### Exercise
Output every line from the beginning of the records through the line that contains "use std::sync::Arc;", exactly as it appears.

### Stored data
----------------------------------------
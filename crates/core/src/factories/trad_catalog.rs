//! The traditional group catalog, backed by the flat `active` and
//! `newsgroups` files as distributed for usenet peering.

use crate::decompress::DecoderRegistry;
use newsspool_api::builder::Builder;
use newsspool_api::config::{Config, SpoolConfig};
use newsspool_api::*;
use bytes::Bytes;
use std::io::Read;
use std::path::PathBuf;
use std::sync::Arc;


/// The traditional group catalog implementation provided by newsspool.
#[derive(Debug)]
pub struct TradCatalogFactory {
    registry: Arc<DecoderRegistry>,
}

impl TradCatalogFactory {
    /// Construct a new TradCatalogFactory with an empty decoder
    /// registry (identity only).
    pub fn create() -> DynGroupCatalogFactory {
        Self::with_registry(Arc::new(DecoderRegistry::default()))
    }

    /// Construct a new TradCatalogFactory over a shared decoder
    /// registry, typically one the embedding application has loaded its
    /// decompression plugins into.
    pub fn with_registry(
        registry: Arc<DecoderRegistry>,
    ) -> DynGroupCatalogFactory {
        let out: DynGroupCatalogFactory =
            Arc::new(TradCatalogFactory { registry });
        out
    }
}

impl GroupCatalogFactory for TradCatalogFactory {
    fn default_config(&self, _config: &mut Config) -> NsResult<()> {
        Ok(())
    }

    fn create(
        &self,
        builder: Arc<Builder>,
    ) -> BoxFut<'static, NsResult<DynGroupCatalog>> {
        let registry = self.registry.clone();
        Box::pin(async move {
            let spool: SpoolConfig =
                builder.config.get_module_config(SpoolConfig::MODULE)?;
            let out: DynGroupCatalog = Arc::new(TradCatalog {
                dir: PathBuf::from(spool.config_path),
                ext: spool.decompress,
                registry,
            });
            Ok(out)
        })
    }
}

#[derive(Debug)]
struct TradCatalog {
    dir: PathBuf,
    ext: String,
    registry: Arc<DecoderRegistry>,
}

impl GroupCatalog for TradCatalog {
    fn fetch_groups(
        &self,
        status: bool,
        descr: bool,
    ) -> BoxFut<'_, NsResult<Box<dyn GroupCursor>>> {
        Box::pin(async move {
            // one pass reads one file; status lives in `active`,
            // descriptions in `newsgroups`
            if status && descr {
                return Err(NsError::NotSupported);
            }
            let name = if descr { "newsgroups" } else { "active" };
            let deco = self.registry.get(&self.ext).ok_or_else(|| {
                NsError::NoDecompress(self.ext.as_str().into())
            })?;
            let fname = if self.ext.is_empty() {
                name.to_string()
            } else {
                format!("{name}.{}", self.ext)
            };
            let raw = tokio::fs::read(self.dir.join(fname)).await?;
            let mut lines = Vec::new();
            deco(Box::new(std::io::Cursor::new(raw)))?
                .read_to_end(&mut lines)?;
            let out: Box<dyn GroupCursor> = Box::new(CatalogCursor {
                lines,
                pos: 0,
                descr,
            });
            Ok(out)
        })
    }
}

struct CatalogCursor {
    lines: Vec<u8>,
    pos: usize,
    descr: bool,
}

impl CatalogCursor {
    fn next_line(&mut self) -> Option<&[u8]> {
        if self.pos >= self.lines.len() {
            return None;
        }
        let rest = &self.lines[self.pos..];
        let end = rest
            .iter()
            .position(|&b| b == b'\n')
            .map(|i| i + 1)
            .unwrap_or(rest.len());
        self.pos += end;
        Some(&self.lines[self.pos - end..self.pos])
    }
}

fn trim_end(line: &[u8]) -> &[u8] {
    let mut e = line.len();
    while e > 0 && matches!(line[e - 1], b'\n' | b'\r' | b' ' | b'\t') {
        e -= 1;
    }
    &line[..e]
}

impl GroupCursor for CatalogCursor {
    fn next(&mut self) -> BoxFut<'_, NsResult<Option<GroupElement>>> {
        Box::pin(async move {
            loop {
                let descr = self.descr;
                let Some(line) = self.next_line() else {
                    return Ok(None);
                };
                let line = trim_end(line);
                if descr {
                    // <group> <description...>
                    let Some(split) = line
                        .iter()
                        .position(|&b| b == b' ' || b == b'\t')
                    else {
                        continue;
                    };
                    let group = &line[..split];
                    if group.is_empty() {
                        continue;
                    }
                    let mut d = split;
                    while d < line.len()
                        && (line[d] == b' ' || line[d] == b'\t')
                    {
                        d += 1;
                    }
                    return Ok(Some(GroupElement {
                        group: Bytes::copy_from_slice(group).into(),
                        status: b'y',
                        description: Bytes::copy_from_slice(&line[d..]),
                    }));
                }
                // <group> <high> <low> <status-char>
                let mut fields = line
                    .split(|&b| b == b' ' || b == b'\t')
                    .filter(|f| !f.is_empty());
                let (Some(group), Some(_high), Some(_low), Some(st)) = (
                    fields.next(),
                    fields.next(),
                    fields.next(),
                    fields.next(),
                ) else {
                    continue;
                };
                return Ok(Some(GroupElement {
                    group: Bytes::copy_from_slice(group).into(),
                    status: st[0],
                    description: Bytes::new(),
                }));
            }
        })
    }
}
----------------------------------------
### Response area
filename crates/core/src/factories/trad_catalog.rs
//! The traditional group catalog, backed by the flat `active` and
//! `newsgroups` files as distributed for usenet peering.

use crate::decompress::DecoderRegistry;
use newsspool_api::builder::Builder;
use newsspool_api::config::{Config, SpoolConfig};
use newsspool_api::*;
use bytes::Bytes;
use std::io::Read;
use std::path::PathBuf;
use std::sync::Arc;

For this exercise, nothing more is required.